Ieri Finocchiaro e Zanda. Ipotesi "listino" consiglieri, trattativa nella notte con Verdini

Matteo Renzi arriva a piedi al Senato, dove lo aspetta l'assemblea dei dem. Il premier si trova davanti ad un bivio: portare a casa, accettando una mediazione, una riforma costituzionale che non è proprio quella da lui voluta, ma è pur sempre storica; oppure andare avanti "come un rullo compressore" sulla sua riforma, che è anche più coerente con l'attuale assetto istituzionale, ma che rischia di creare uno scontro dentro il Pd con risultati non del tutto prevedibili. Qualcosa di più chiaro ci sarà stamattina (di ieri l'incontro con la relatrice alle riforme Anna Finocchiaro e il capogruppo al Senato Luigi Zanda), all'Assemblea dei senatori Pd. Renzi si presenta consapevole che se medierà sull'ipotesi dell'elezione dei senatori nell'ambito dei consigli regionali potrà sminare il gruppo coalizzato dietro al ddl Chiti (che propongono addirittura un Senato eletto come oggi), ma anche vincere le resistenze di Ncd, e dei maldipanciasti di Forza Italia. Mercoledì poi Finocchiaro e Calderoli dovranno proporre alla Commissione Affari costituzionali un testo base; l'idea è quella di prendere il ddl del governo correggendo i 3 punti su cui tutti sono d'accordo, e lasciando alla fase degli emendamenti il momento della ricerca della mediazione. O dello scontro e della rottura, che non esclude urne anticipate, come alcuni renziani suggeriscono.

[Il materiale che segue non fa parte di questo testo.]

// Flags
pub const CKF_TOKEN_PRESENT: CK_FLAGS = 0x0000_0001;
pub const CKF_REMOVABLE_DEVICE: CK_FLAGS = 0x0000_0002;
pub const CKF_HW_SLOT: CK_FLAGS = 0x0000_0004;
pub const CKF_RNG: CK_FLAGS = 0x0000_0001;
pub const CKF_WRITE_PROTECTED: CK_FLAGS = 0x0000_0002;
pub const CKF_LOGIN_REQUIRED: CK_FLAGS = 0x0000_0004;
pub const CKF_USER_PIN_INITIALIZED: CK_FLAGS = 0x0000_0008;
pub const CKF_TOKEN_INITIALIZED: CK_FLAGS = 0x0000_0400;
pub const CKF_RW_SESSION: CK_FLAGS = 0x0000_0002;
pub const CKF_SERIAL_SESSION: CK_FLAGS = 0x0000_0004;
pub const CKF_LIBRARY_CANT_CREATE_OS_THREADS: CK_FLAGS = 0x0000_0001;
pub const CKF_OS_LOCKING_OK: CK_FLAGS = 0x0000_0002;
pub const CKF_DONT_BLOCK: CK_FLAGS = 0x0000_0001;
pub const CKF_HW: CK_FLAGS = 0x0000_0001;
pub const CKF_ENCRYPT: CK_FLAGS = 0x0000_0100;
pub const CKF_DECRYPT: CK_FLAGS = 0x0000_0200;
pub const CKF_DIGEST: CK_FLAGS = 0x0000_0400;
pub const CKF_SIGN: CK_FLAGS = 0x0000_0800;
pub const CKF_SIGN_RECOVER: CK_FLAGS = 0x0000_1000;
pub const CKF_VERIFY: CK_FLAGS = 0x0000_2000;
pub const CKF_VERIFY_RECOVER: CK_FLAGS = 0x0000_4000;
pub const CKF_GENERATE: CK_FLAGS = 0x0000_8000;
pub const CKF_GENERATE_KEY_PAIR: CK_FLAGS = 0x0001_0000;
pub const CKF_WRAP: CK_FLAGS = 0x0002_0000;
pub const CKF_UNWRAP: CK_FLAGS = 0x0004_0000;
pub const CKF_DERIVE: CK_FLAGS = 0x0008_0000;
pub const CKF_ARRAY_ATTRIBUTE: CK_FLAGS = 0x4000_0000;

// User types, session states, notifications
pub const CKU_SO: CK_USER_TYPE = 0;
pub const CKU_USER: CK_USER_TYPE = 1;
pub const CKU_CONTEXT_SPECIFIC: CK_USER_TYPE = 2;
pub const CKS_RO_PUBLIC_SESSION: CK_STATE = 0;
pub const CKS_RO_USER_FUNCTIONS: CK_STATE = 1;
pub const CKS_RW_PUBLIC_SESSION: CK_STATE = 2;
pub const CKS_RW_USER_FUNCTIONS: CK_STATE = 3;
pub const CKS_RW_SO_FUNCTIONS: CK_STATE = 4;
pub const CKN_SURRENDER: CK_NOTIFICATION = 0;
pub const CKN_OTP_CHANGED: CK_NOTIFICATION = 1;

// Object classes and key types
pub const CKO_DATA: CK_OBJECT_CLASS = 0;
pub const CKO_CERTIFICATE: CK_OBJECT_CLASS = 1;
pub const CKO_PUBLIC_KEY: CK_OBJECT_CLASS = 2;
pub const CKO_PRIVATE_KEY: CK_OBJECT_CLASS = 3;
pub const CKO_SECRET_KEY: CK_OBJECT_CLASS = 4;
pub const CKK_RSA: CK_KEY_TYPE = 0x00;
pub const CKK_DSA: CK_KEY_TYPE = 0x01;
pub const CKK_DH: CK_KEY_TYPE = 0x02;
pub const CKK_EC: CK_KEY_TYPE = 0x03;
pub const CKK_GENERIC_SECRET: CK_KEY_TYPE = 0x10;
pub const CKK_DES3: CK_KEY_TYPE = 0x15;
pub const CKK_AES: CK_KEY_TYPE = 0x1F;
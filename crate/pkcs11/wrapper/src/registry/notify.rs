//! Session notification callbacks.
//!
//! The module is given the address of a [`NotificationRegistry`] as the
//! `pApplication` argument of `C_OpenSession` and [`notify_trampoline`] as the
//! `Notify` callback. The registry keeps the managed callback of each session
//! alive until the session is closed.

use std::{
    any::Any,
    cell::Cell,
    fmt,
    panic::{self, AssertUnwindSafe},
    sync::{Arc, Mutex, MutexGuard},
};

use cosmian_pkcs11_sys::{
    CK_NOTIFICATION, CK_RV, CK_SESSION_HANDLE, CK_VOID_PTR, CKR_GENERAL_ERROR, CKR_OK,
};
use tracing::{error, trace, warn};

use crate::{WResult, wrapper_error};

/// Opaque application data handed back to a notification callback.
pub type ApplicationData = Arc<dyn Any + Send + Sync>;

/// A managed notification callback.
pub trait Notify: Send + Sync {
    fn notify(
        &self,
        session: CK_SESSION_HANDLE,
        event: CK_NOTIFICATION,
        application: Option<&(dyn Any + Send + Sync)>,
    ) -> WResult<()>;
}

impl<F> Notify for F
where
    F: Fn(CK_SESSION_HANDLE, CK_NOTIFICATION, Option<&(dyn Any + Send + Sync)>) -> WResult<()>
        + Send
        + Sync,
{
    fn notify(
        &self,
        session: CK_SESSION_HANDLE,
        event: CK_NOTIFICATION,
        application: Option<&(dyn Any + Send + Sync)>,
    ) -> WResult<()> {
        self(session, event, application)
    }
}

/// Attaches native threads to the managed runtime before a callback runs.
pub trait ManagedRuntime: Send + Sync {
    /// Whether the current thread is already attached.
    fn is_attached(&self) -> bool;
    fn attach(&self) -> WResult<()>;
    fn detach(&self);
}

thread_local! {
    static ATTACHED: Cell<bool> = const { Cell::new(false) };
}

/// A runtime tracking attachment in thread-local state.
#[derive(Debug, Clone, Copy, Default)]
pub struct ThreadRuntime;

impl ManagedRuntime for ThreadRuntime {
    fn is_attached(&self) -> bool {
        ATTACHED.with(Cell::get)
    }

    fn attach(&self) -> WResult<()> {
        ATTACHED.with(|a| a.set(true));
        Ok(())
    }

    fn detach(&self) {
        ATTACHED.with(|a| a.set(false));
    }
}

/// Keeps the current thread attached for its lifetime.
///
/// Detaches on drop only if this guard did the attaching, so nested callbacks
/// on an attached thread leave it attached.
pub struct AttachGuard<'a> {
    runtime: &'a dyn ManagedRuntime,
    attached: bool,
}

impl<'a> AttachGuard<'a> {
    pub fn attach(runtime: &'a dyn ManagedRuntime) -> WResult<Self> {
        let attached = if runtime.is_attached() {
            false
        } else {
            runtime.attach()?;
            true
        };
        Ok(Self { runtime, attached })
    }

    #[must_use]
    pub const fn attached_here(&self) -> bool {
        self.attached
    }
}

impl Drop for AttachGuard<'_> {
    fn drop(&mut self) {
        if self.attached {
            self.runtime.detach();
        }
    }
}

/// The callback of a session and its application data.
#[derive(Clone)]
pub struct Registration {
    pub callback: Arc<dyn Notify>,
    pub application: Option<ApplicationData>,
}

impl Registration {
    pub fn new(callback: Arc<dyn Notify>, application: Option<ApplicationData>) -> Self {
        Self {
            callback,
            application,
        }
    }
}

impl fmt::Debug for Registration {
    fn fmt(&self, f: &mut fmt::Formatter<'_>) -> fmt::Result {
        f.debug_struct("Registration")
            .field("application", &self.application.is_some())
            .finish_non_exhaustive()
    }
}

/// Registrations keyed by session handle, guarded by one mutex.
pub struct NotificationRegistry {
    entries: Mutex<Vec<(CK_SESSION_HANDLE, Arc<Registration>)>>,
    runtime: Arc<dyn ManagedRuntime>,
}

impl fmt::Debug for NotificationRegistry {
    fn fmt(&self, f: &mut fmt::Formatter<'_>) -> fmt::Result {
        f.debug_struct("NotificationRegistry").finish_non_exhaustive()
    }
}

impl NotificationRegistry {
    pub fn new(runtime: Arc<dyn ManagedRuntime>) -> Self {
        Self {
            entries: Mutex::new(Vec::new()),
            runtime,
        }
    }

    fn entries(&self) -> WResult<MutexGuard<'_, Vec<(CK_SESSION_HANDLE, Arc<Registration>)>>> {
        self.entries
            .lock()
            .map_err(|e| wrapper_error!("notification registry lock poisoned: {e}"))
    }

    /// Register the callback of a session; nothing happens without one.
    pub fn put(&self, session: CK_SESSION_HANDLE, registration: Option<Registration>) -> WResult<()> {
        if let Some(registration) = registration {
            self.entries()?.push((session, Arc::new(registration)));
        }
        Ok(())
    }

    pub fn get(&self, session: CK_SESSION_HANDLE) -> WResult<Option<Arc<Registration>>> {
        Ok(self
            .entries()?
            .iter()
            .find(|(s, _)| *s == session)
            .map(|(_, r)| r.clone()))
    }

    pub fn remove(&self, session: CK_SESSION_HANDLE) -> WResult<Option<Arc<Registration>>> {
        let mut entries = self.entries()?;
        Ok(entries
            .iter()
            .position(|(s, _)| *s == session)
            .map(|i| entries.remove(i).1))
    }

    /// Remove the oldest registration, used to drain the registry.
    pub fn remove_first(&self) -> WResult<Option<(CK_SESSION_HANDLE, Arc<Registration>)>> {
        let mut entries = self.entries()?;
        Ok(if entries.is_empty() {
            None
        } else {
            Some(entries.remove(0))
        })
    }

    pub fn len(&self) -> WResult<usize> {
        Ok(self.entries()?.len())
    }

    pub fn is_empty(&self) -> WResult<bool> {
        Ok(self.entries()?.is_empty())
    }

    /// The opaque address passed as `pApplication` to `C_OpenSession`.
    #[must_use]
    pub fn as_application_ptr(self: &Arc<Self>) -> CK_VOID_PTR {
        Arc::as_ptr(self).cast_mut().cast()
    }

    #[must_use]
    pub fn runtime(&self) -> &dyn ManagedRuntime {
        self.runtime.as_ref()
    }

    /// Run the callback registered for `session`, if any.
    ///
    /// The lock is released before the callback runs.
    pub fn dispatch(&self, session: CK_SESSION_HANDLE, event: CK_NOTIFICATION) -> WResult<()> {
        let guard = AttachGuard::attach(self.runtime.as_ref())?;
        trace!(
            "notification 0x{event:X} for session {session}, attached here: {}",
            guard.attached_here()
        );
        let Some(registration) = self.get(session)? else {
            trace!("no notification callback for session {session}");
            return Ok(());
        };
        registration
            .callback
            .notify(session, event, registration.application.as_deref())
    }
}

/// `CK_NOTIFY` callback handed to `C_OpenSession`.
///
/// Errors are reported to the module as their status code; panics never
/// cross into native code.
///
/// # Safety
///
/// `application` must be null or the address returned by
/// [`NotificationRegistry::as_application_ptr`] of a registry that is still
/// alive.
pub unsafe extern "C" fn notify_trampoline(
    session: CK_SESSION_HANDLE,
    event: CK_NOTIFICATION,
    application: CK_VOID_PTR,
) -> CK_RV {
    if application.is_null() {
        return CKR_OK;
    }
    // SAFETY: guaranteed by the caller.
    let registry = unsafe { &*application.cast::<NotificationRegistry>() };
    match panic::catch_unwind(AssertUnwindSafe(|| registry.dispatch(session, event))) {
        Ok(Ok(())) => CKR_OK,
        Ok(Err(e)) => {
            warn!("notification callback of session {session} failed: {e}");
            e.code()
        }
        Err(_) => {
            error!("notification callback of session {session} panicked");
            CKR_GENERAL_ERROR
        }
    }
}
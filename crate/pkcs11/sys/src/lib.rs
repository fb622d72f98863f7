// Copyright 2022 Google LLC
//
// Licensed under the Apache License, Version 2.0 (the "License");
// you may not use this file except in compliance with the License.
// You may obtain a copy of the License at
//
//      http://www.apache.org/licenses/LICENSE-2.0
//
// Unless required by applicable law or agreed to in writing, software
// distributed under the License is distributed on an "AS IS" BASIS,
// WITHOUT WARRANTIES OR CONDITIONS OF ANY KIND, either express or implied.
// See the License for the specific language governing permissions and
// limitations under the License.

//! Declarations of the PKCS#11 v2.40 C interface.
//!
//! The layout follows the Unix packing of `pkcs11.h`: natural alignment and
//! `CK_ULONG` as the platform `unsigned long`.

#![allow(non_camel_case_types, non_snake_case, clippy::upper_case_acronyms)]

mod constants;
mod functions;
mod params;
mod types;

pub use constants::*;
pub use functions::*;
pub use params::*;
pub use types::*;
//! Entry point tests against an in-process stub module.
//!
//! `test_softhsm2_session` runs against a real module and is ignored by
//! default:
//!
//! ```bash
//! PKCS11_MODULE=/usr/lib/softhsm/libsofthsm2.so cargo test -p cosmian_pkcs11_wrapper -- --ignored
//! ```

use std::sync::{
    Arc, Mutex,
    atomic::{AtomicUsize, Ordering},
};

use cosmian_pkcs11_sys::*;
use serial_test::serial;

use crate::{
    Attribute, CharEncoding, DefaultMutexHandler, InitializeArgs, Mechanism, MechanismParameters,
    ModuleHandle, Pkcs11, Value, WResult, WrapperError,
    logging::log_init,
    mechanism::{PbeParams, Ssl3KeyMatOut, Ssl3KeyMatParams, Ssl3RandomData},
    registry::{connection::ModuleData, notify::ThreadRuntime},
};


fn connect(module: ModuleData) -> WResult<(Pkcs11, ModuleHandle)> {
    log_init("info,cosmian_pkcs11_wrapper=debug");
    stub::reset();
    let pkcs11 = Pkcs11::default();
    let handle = pkcs11.connect_module(module)?;
    Ok((pkcs11, handle))
}

fn connect_stub() -> WResult<(Pkcs11, ModuleHandle)> {
    connect(stub::module(|_| {}))
}

#[test]
#[serial]
fn test_info_and_slots() -> WResult<()> {
    let (pkcs11, h) = connect_stub()?;
    pkcs11.initialize(&h, None)?;

    let info = pkcs11.get_info(&h, CharEncoding::Utf8)?;
    assert_eq!(info.manufacturer_id, "Stub Inc.");
    assert_eq!(info.library_description, "Stub module");

    assert_eq!(pkcs11.get_slot_list(&h, false)?, vec![1, 7]);
    assert_eq!(pkcs11.get_slot_list(&h, true)?, vec![7]);

    let slot = pkcs11.get_slot_info(&h, 7, CharEncoding::Utf8)?;
    assert_eq!(slot.slot_description, "Stub slot");
    assert!(slot.token_present());
    let e = pkcs11
        .get_slot_info(&h, 3, CharEncoding::Utf8)
        .unwrap_err();
    assert_eq!(e.code(), CKR_SLOT_ID_INVALID);

    assert_eq!(
        pkcs11.get_mechanism_list(&h, 7)?,
        vec![CKM_AES_CBC, CKM_SHA256_RSA_PKCS]
    );

    pkcs11.finalize(&h)?;
    Ok(())
}

#[test]
#[serial]
fn test_mutex_callbacks_during_initialize() -> WResult<()> {
    let (pkcs11, h) = connect_stub()?;
    let args = InitializeArgs::new(0).with_mutex_handler(Arc::new(DefaultMutexHandler));
    pkcs11.initialize(&h, Some(&args))?;
    assert_eq!(stub::state().mutex_calls, vec![CKR_OK; 4]);
    pkcs11.finalize(&h)?;
    Ok(())
}

#[test]
#[serial]
fn test_disconnected_module() -> WResult<()> {
    let (pkcs11, h) = connect_stub()?;
    assert!(pkcs11.is_connected(&h)?);
    pkcs11.disconnect(&h)?;
    assert!(!pkcs11.is_connected(&h)?);

    let e = pkcs11.get_slot_list(&h, false).unwrap_err();
    assert!(matches!(e, WrapperError::Disconnected));
    assert!(matches!(
        pkcs11.disconnect(&h).unwrap_err(),
        WrapperError::Disconnected
    ));

    // handles compare by identity
    let other = pkcs11.connect_module(stub::module(|_| {}))?;
    assert_ne!(other, h);
    pkcs11.disconnect_all()?;
    assert!(!pkcs11.is_connected(&other)?);
    Ok(())
}

#[test]
#[serial]
fn test_missing_entry_is_not_supported() -> WResult<()> {
    let (pkcs11, h) = connect(stub::module(|f| f.C_Sign = None))?;
    let e = pkcs11.sign(&h, stub::SESSION, b"data").unwrap_err();
    assert!(matches!(e, WrapperError::FunctionNotSupported("C_Sign")));
    assert_eq!(e.code(), CKR_FUNCTION_NOT_SUPPORTED);
    // entries the stub never provided
    let e = pkcs11.digest_key(&h, stub::SESSION, 1).unwrap_err();
    assert!(matches!(e, WrapperError::FunctionNotSupported("C_DigestKey")));
    Ok(())
}

#[test]
#[serial]
fn test_token_label_and_pin() -> WResult<()> {
    let (pkcs11, h) = connect_stub()?;
    pkcs11.init_token(&h, 7, Some("so-pin"), "token", CharEncoding::Utf8)?;
    let label = stub::state().token_label.clone();
    assert_eq!(&label[..5], b"token");
    assert!(label[5..].iter().all(|b| *b == b' '));
    assert_eq!(label.len(), 32);

    let e = pkcs11
        .login(&h, stub::SESSION, CKU_USER, Some("0000"), CharEncoding::Utf8)
        .unwrap_err();
    assert_eq!(e.code(), CKR_PIN_INCORRECT);
    pkcs11.login(&h, stub::SESSION, CKU_USER, Some("1234"), CharEncoding::Utf8)?;
    // protected authentication path
    assert!(
        pkcs11
            .login(&h, stub::SESSION, CKU_USER, None, CharEncoding::Utf8)
            .is_err()
    );
    let pins = stub::state().pins.clone();
    assert_eq!(pins, vec![b"0000".to_vec(), stub::USER_PIN.to_vec(), vec![]]);
    Ok(())
}

#[test]
#[serial]
fn test_notifications_until_close() -> WResult<()> {
    let (pkcs11, h) = connect_stub()?;
    let received = Arc::new(Mutex::new(Vec::new()));
    let sink = received.clone();
    let callback = Arc::new(
        move |session: CK_SESSION_HANDLE,
              event: CK_NOTIFICATION,
              application: Option<&(dyn std::any::Any + Send + Sync)>|
              -> WResult<()> {
            let tag = application
                .and_then(|a| a.downcast_ref::<&'static str>())
                .copied()
                .unwrap_or_default();
            sink.lock()
                .map_err(|e| WrapperError::Default(e.to_string()))?
                .push((session, event, tag));
            Ok(())
        },
    );
    let session = pkcs11.open_session(
        &h,
        7,
        CKF_SERIAL_SESSION | CKF_RW_SESSION,
        Some(Arc::new("app")),
        Some(callback),
    )?;
    assert_eq!(session, stub::SESSION);
    assert_eq!(h.notifications().len()?, 1);

    assert_eq!(stub::surrender(), CKR_OK);
    assert_eq!(
        *received.lock().unwrap(),
        vec![(stub::SESSION, CKN_SURRENDER, "app")]
    );

    pkcs11.close_session(&h, session)?;
    assert!(h.notifications().is_empty()?);
    // a late notification finds no callback
    assert_eq!(stub::surrender(), CKR_OK);
    assert_eq!(received.lock().unwrap().len(), 1);
    Ok(())
}

#[test]
#[serial]
fn test_callbacks_are_scoped_to_their_module() -> WResult<()> {
    let (pkcs11, a) = connect_stub()?;
    let b = pkcs11.connect_module(stub::module(|_| {}))?;
    let received = Arc::new(Mutex::new(Vec::new()));
    let tagged = |tag: &'static str| {
        let sink = received.clone();
        Arc::new(
            move |_: CK_SESSION_HANDLE,
                  _: CK_NOTIFICATION,
                  _: Option<&(dyn std::any::Any + Send + Sync)>|
                  -> WResult<()> {
                sink.lock()
                    .map_err(|e| WrapperError::Default(e.to_string()))?
                    .push(tag);
                Ok(())
            },
        )
    };

    // both modules hand out the same session handle
    let session_a = pkcs11.open_session(&a, 7, CKF_SERIAL_SESSION, None, Some(tagged("a")))?;
    let target_a = stub::last_notify_target();
    let session_b = pkcs11.open_session(&b, 7, CKF_SERIAL_SESSION, None, Some(tagged("b")))?;
    let target_b = stub::last_notify_target();
    assert_eq!(session_a, session_b);
    assert_eq!(a.notifications().len()?, 1);
    assert_eq!(b.notifications().len()?, 1);

    assert_eq!(stub::surrender_to(target_b), CKR_OK);
    assert_eq!(*received.lock().unwrap(), vec!["b"]);

    pkcs11.close_all_sessions(&b, 7)?;
    assert!(b.notifications().is_empty()?);
    assert_eq!(a.notifications().len()?, 1);
    assert_eq!(stub::surrender_to(target_a), CKR_OK);
    assert_eq!(stub::surrender_to(target_b), CKR_OK);
    assert_eq!(*received.lock().unwrap(), vec!["b", "a"]);

    pkcs11.close_session(&a, session_a)?;
    assert!(a.notifications().is_empty()?);
    Ok(())
}

#[test]
#[serial]
fn test_session_without_callback() -> WResult<()> {
    let (pkcs11, h) = connect_stub()?;
    pkcs11.open_session(&h, 7, CKF_SERIAL_SESSION, None, None)?;
    assert!(stub::state().notify.is_none());
    assert!(h.notifications().is_empty()?);
    pkcs11.close_all_sessions(&h, 7)?;
    Ok(())
}

#[test]
#[serial]
fn test_close_all_sessions_releases_callbacks() -> WResult<()> {
    let (pkcs11, h) = connect_stub()?;
    let calls = Arc::new(AtomicUsize::new(0));
    let counter = calls.clone();
    let callback = Arc::new(
        move |_: CK_SESSION_HANDLE,
              _: CK_NOTIFICATION,
              _: Option<&(dyn std::any::Any + Send + Sync)>|
              -> WResult<()> {
            counter.fetch_add(1, Ordering::SeqCst);
            Ok(())
        },
    );
    pkcs11.open_session(&h, 7, CKF_SERIAL_SESSION, None, Some(callback))?;
    assert_eq!(stub::surrender(), CKR_OK);
    pkcs11.close_all_sessions(&h, 7)?;
    assert!(h.notifications().is_empty()?);
    assert_eq!(stub::surrender(), CKR_OK);
    assert_eq!(calls.load(Ordering::SeqCst), 1);
    Ok(())
}

#[test]
#[serial]
fn test_get_attribute_value_with_unavailable_attribute() -> WResult<()> {
    let (pkcs11, h) = connect_stub()?;
    let mut template = vec![
        Attribute::query(CKA_CLASS),
        Attribute::query(CKA_VALUE),
        Attribute::query(CKA_LABEL),
    ];
    let e = pkcs11
        .get_attribute_value(&h, stub::SESSION, 5, &mut template, CharEncoding::Utf8)
        .unwrap_err();
    assert!(matches!(
        e,
        WrapperError::AttributeUnavailable {
            index: 1,
            attribute_type: CKA_VALUE
        }
    ));
    assert_eq!(template[0].value, Value::ulong(CKO_SECRET_KEY));
    assert!(template[1].value.is_absent());
    assert_eq!(template[2].value.as_text().as_deref(), Some("stub key"));
    Ok(())
}

#[test]
#[serial]
fn test_find_objects_is_bounded() -> WResult<()> {
    let (pkcs11, h) = connect_stub()?;
    let template = [Attribute::new(CKA_CLASS, Value::ulong(CKO_SECRET_KEY))];
    pkcs11.find_objects_init(&h, stub::SESSION, &template, CharEncoding::Utf8)?;
    assert_eq!(pkcs11.find_objects(&h, stub::SESSION, 2)?, vec![5, 6]);
    assert_eq!(pkcs11.find_objects(&h, stub::SESSION, 10)?, vec![5, 6, 7]);
    assert!(pkcs11.find_objects(&h, stub::SESSION, 0)?.is_empty());
    pkcs11.find_objects_final(&h, stub::SESSION)?;
    Ok(())
}

#[test]
#[serial]
fn test_encrypt_queries_the_size_first() -> WResult<()> {
    let (pkcs11, h) = connect_stub()?;
    let ciphertext = pkcs11.encrypt(&h, stub::SESSION, b"plain")?;
    let expected: Vec<u8> = b"plain".iter().map(|b| b ^ 0x5A).collect();
    assert_eq!(ciphertext, expected);
    assert_eq!(stub::state().encrypt_calls, 2);
    Ok(())
}

#[test]
#[serial]
fn test_sign_starts_with_a_512_byte_buffer() -> WResult<()> {
    let (pkcs11, h) = connect_stub()?;
    let signature = pkcs11.sign(&h, stub::SESSION, b"data")?;
    assert_eq!(signature, vec![0xAB; stub::SIGNATURE_LEN]);
    let calls = stub::state().sign_calls.clone();
    assert_eq!(calls, vec![(false, 512), (false, 600)]);
    Ok(())
}

#[test]
#[serial]
fn test_generate_key_copies_back_the_iv() -> WResult<()> {
    let (pkcs11, h) = connect_stub()?;
    let mut mechanism = Mechanism::with_parameters(
        CKM_PBE_MD5_DES_CBC,
        MechanismParameters::Pbe(PbeParams {
            init_vector: vec![],
            password: "secret".chars().collect(),
            salt: vec![1; 8],
            iteration: 1000,
        }),
    );
    let key = pkcs11.generate_key(&h, stub::SESSION, &mut mechanism, &[], CharEncoding::Utf8)?;
    assert_eq!(key, stub::GENERATED_KEY);
    let Some(MechanismParameters::Pbe(params)) = &mechanism.parameters else {
        panic!("parameters changed shape");
    };
    assert_eq!(params.init_vector, (0x10..0x18).collect::<Vec<u8>>());
    Ok(())
}

#[test]
#[serial]
fn test_derive_key_material() -> WResult<()> {
    let (pkcs11, h) = connect_stub()?;
    let mut mechanism = Mechanism::with_parameters(
        CKM_SSL3_KEY_AND_MAC_DERIVE,
        MechanismParameters::Ssl3KeyMat(Ssl3KeyMatParams {
            mac_size_in_bits: 160,
            key_size_in_bits: 128,
            iv_size_in_bits: 64,
            is_export: false,
            random_info: Ssl3RandomData {
                client_random: vec![1; 32],
                server_random: vec![2; 32],
            },
            returned_key_material: Ssl3KeyMatOut::default(),
        }),
    );
    let key = pkcs11.derive_key(&h, stub::SESSION, &mut mechanism, 3, &[], CharEncoding::Utf8)?;
    assert_eq!(key, None);
    assert_eq!(stub::state().derive_key_ptr_null, Some(true));
    let Some(MechanismParameters::Ssl3KeyMat(params)) = &mechanism.parameters else {
        panic!("parameters changed shape");
    };
    assert_eq!(
        params.returned_key_material,
        Ssl3KeyMatOut {
            client_mac_secret: 11,
            server_mac_secret: 12,
            client_key: 13,
            server_key: 14,
            iv_client: vec![0xC1; 8],
            iv_server: vec![0x5E; 8],
        }
    );

    // other derivations return a key handle
    let mut mechanism = Mechanism::with_parameters(
        CKM_ECDH1_DERIVE,
        MechanismParameters::Bytes(vec![4; 65]),
    );
    let key = pkcs11.derive_key(&h, stub::SESSION, &mut mechanism, 3, &[], CharEncoding::Utf8)?;
    assert_eq!(key, Some(stub::DERIVED_KEY));
    assert_eq!(stub::state().derive_key_ptr_null, Some(false));
    Ok(())
}

#[test]
#[serial]
fn test_random_and_slot_events() -> WResult<()> {
    let (pkcs11, h) = connect_stub()?;
    assert_eq!(pkcs11.generate_random(&h, stub::SESSION, 16)?, vec![0x42; 16]);
    assert!(pkcs11.generate_random(&h, stub::SESSION, 0)?.is_empty());

    assert_eq!(pkcs11.wait_for_slot_event(&h, 0)?, 7);
    let e = pkcs11.wait_for_slot_event(&h, CKF_DONT_BLOCK).unwrap_err();
    assert_eq!(e.code(), CKR_NO_EVENT);
    Ok(())
}

#[test]
#[serial]
#[ignore = "Requires a PKCS#11 module, set PKCS11_MODULE to its path"]
fn test_softhsm2_session() -> WResult<()> {
    log_init("info,cosmian_pkcs11_wrapper=debug");
    let path = std::env::var("PKCS11_MODULE")
        .map_err(|e| WrapperError::Default(format!("PKCS11_MODULE: {e}")))?;
    let pkcs11 = Pkcs11::new(
        Box::new(crate::DynamicLoader),
        Arc::new(ThreadRuntime),
    );
    let h = pkcs11.connect(&path)?;
    pkcs11.initialize(&h, Some(&InitializeArgs::new(CKF_OS_LOCKING_OK)))?;
    let info = pkcs11.get_info(&h, CharEncoding::Utf8)?;
    tracing::info!("{info}");
    for slot in pkcs11.get_slot_list(&h, true)? {
        tracing::info!("{}", pkcs11.get_token_info(&h, slot, CharEncoding::Utf8)?);
        for mechanism in pkcs11.get_mechanism_list(&h, slot)? {
            let info = pkcs11.get_mechanism_info(&h, slot, mechanism)?;
            tracing::debug!("{}: {info}", crate::names::mechanism_label(mechanism));
        }
    }
    pkcs11.finalize(&h)?;
    pkcs11.disconnect(&h)?;
    Ok(())
}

Boschi, rispetteremo il Patto con Fi - Intanto prosegue la trattativa con Forza Italia: trattativa affidata anche al vicesegretario del Pd Lorenzo Guerini che è stato in continuo contatto con Denis Verdini e Paolo Romani, fino a notte fonda. E al Corriere della Sera il ministro Maria Elena Boschi sottolinea che "Berlusconi ha ribadito il sostegno delle riforme e noi siamo abituati a rispettare i patti. Cambiare le regole con una maggioranza che includa l'opposizione è un plusvalore che va preservato".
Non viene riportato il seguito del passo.